Solar Transit Phenomenon

February 25th- March 6th, 2009

Why:

Between February 25th and March 6th, Star Choice satellite viewers may be affected by interference due to a phenomenon which is unique to the satellite world, called "sun transit''.

Sun Transits are an unavoidable satellite service degradation that occurs every Spring and Autumn. At these times, the sun passes directly behind the satellite causing solar noise on satellite services for up to twenty minutes a day, up to 10 consecutive days. The customer may experience a loss of signal and/or picture during this phenomenon.

Customer Impact:

Customers should be informed that the technical difficulties will be temporary and are completely out of Star Choice’s control. No one should adjust their dish during this period. Signals will return to normal. Dish peaking, subscriber activation’s and signal troubleshooting should be discouraged during this period.

Key Information:

The dates and times predicted for Anik F1 Star Choice reception problems are listed as follows in local time:

Location
Start
End
Dates

Vancouver, BC
1:09 pm
1:19 pm
Feb 26-Mar4

Calgary, AB
2:13 pm
2:24 pm
Feb 25-Mar4

Winnipeg, MB
3:20 pm
3:27 pm
Feb 26-Mar4

Toronto, ON
4:28 pm
4:38 pm
Feb 28-Mar 6

Montreal, PQ
5:30 pm
5:40 pm
Feb 28-Mar 5

St. John’s, NL
6:06 pm
6:16 pm
Feb 28-Mar 5

The dates and times predicted for Anik F2 Star Choice reception problems are listed as follows in local time:

Location
Start
End
Dates

Vancouver, BC
1:26 pm
1:36 pm
Feb 26-Mar4

Calgary, AB
2:04 pm
2:15 pm
Feb 25-Mar4

Winnipeg, MB
3:37 pm
3:47 pm
Feb 26-Mar4

Toronto, ON
4:45 pm
4:55 pm
Feb 28-Mar 6

Montreal, PQ
5:47 pm
5:57 pm
Feb 28-Mar 5

St. John’s, NL
6:22 pm
6:32 pm
Feb 28-Mar 5

CSR/TSR How To:

CSR’s/TSR’s should advise our customers that this is a temporary loss of signal and it should return to normal shortly. We should refrain from troubleshooting signal loss during which the scheduled “sun transit” is occurring as signal strength readings will be unreliable.

Q & A:

Q: Are other television providers affected by sun transit?

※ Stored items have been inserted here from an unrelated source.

//! Direct byte-to-byte conversion between character encodings.

use log::trace;

use super::text;
use crate::buffer::types::error::{BufferError, Result};
use crate::buffer::types::models::Encoding;

/// Re-encodes `bytes` from `from` to `to`.
///
/// Behaves as `encode(decode(bytes, from), to)`. Only utf8, utf16le, latin1
/// and ascii take part; hex and base64 are representations rather than
/// character encodings and fail with `UnsupportedConversion`. Converting an
/// encoding to itself returns the input unchanged, malformed sequences
/// included.
pub fn transcode(bytes: &[u8], from: Encoding, to: Encoding) -> Result<Vec<u8>> {
    if !from.is_transcodable() || !to.is_transcodable() {
        return Err(BufferError::UnsupportedConversion { from, to });
    }
    if from == to {
        return Ok(bytes.to_vec());
    }
    trace!("Transcoding {} bytes from {} to {}", bytes.len(), from, to);

    // Narrow inputs widen without an intermediate string.
    match (from, to) {
        (Encoding::Latin1, Encoding::Utf16Le) => {
            return Ok(bytes.iter().flat_map(|&b| [b, 0]).collect());
        }
        (Encoding::Ascii, Encoding::Latin1) => {
            return Ok(bytes.iter().map(|&b| b & 0x7F).collect());
        }
        _ => {}
    }

    let decoded = text::decode(bytes, from);
    text::encode(&decoded, to)
}
//! Core byte-container module

pub mod args;
pub mod arena;
pub mod bytes;
pub mod codec;
pub mod iter;
pub mod numeric;
pub mod search;
pub mod types;

pub use arena::{Arena, DEFAULT_POOL_SIZE, MAX_LENGTH};
pub use args::Arg;
pub use bytes::ByteSeq;
pub use iter::{Entries, Keys, Values};
pub use search::Needle;
pub use types::error::{BufferError, ErrorKind, Result};
pub use types::models::{ByteWidth, DecodeMode, Encoding, Endian, Number, NumericKind};
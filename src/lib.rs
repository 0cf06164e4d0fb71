//! # Agent Orchestrator
//!
//! Runs skill-defined agents through the Claude CLI as supervised
//! subprocesses.
//!
//! ## Run Flow
//! 1. Validate the agent bundle (`SKILL.md` under the agents root)
//! 2. Resolve the agent's declared MCP servers against the host pool
//! 3. Inline caller context (URLs, files, images) into a `<context>` block
//! 4. Launch the CLI with the prompt on stdin, under a deadline
//! 5. Report the PID once, then exactly one terminal outcome
//!
//! ```text
//!   RunRequest ──► ExecutionOrchestrator::submit ──► RunHandle
//!                          │                          ▲   ▲
//!                          ▼ (background task)        │   │
//!   AgentRegistry ─► resolve(MCP) ─► ContextAssembler │   │
//!                          │                          │   │
//!                          ▼                          │   │
//!                   CommandBuilder ─► ProcessSupervisor
//!                                       (pid)    (outcome)
//! ```
//!
//! ## Modules
//! - `agents`: agent bundles on disk
//! - `mcp`: MCP server pool and per-agent resolution
//! - `context`: caller context inlining
//! - `backend`: CLI invocation, process supervision, outcomes
//! - `orchestrator`: the non-blocking submission façade

pub mod agents;
pub mod backend;
pub mod config;
pub mod context;
pub mod mcp;
pub mod orchestrator;
pub mod util;

pub use backend::{OutcomeKind, RunOutcome};
pub use config::Config;
pub use context::{ContextAssembler, RunContext};
pub use orchestrator::{ExecutionOrchestrator, RunHandle, RunRequest};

A: Yes. Any provider that receives their programming from satellite will be affected.

Q: How many times a year does sun transit occur?

A: Generally, sun transit occurs twice a year (Spring and Fall).

Q: If a customer is experiencing technical issues for longer than the predicted outage, what should we do?

A: Customers should not see an interruption of service for any longer than 25-30 minutes. If the loss of service is continuing after this time frame, please troubleshoot according to loss of service guidelines. (SPOT à Technical à Troubleshooting Guidelines).

Last edited by 57; 2009-02-25 at 07:00 PM. Reason: Spacing removed.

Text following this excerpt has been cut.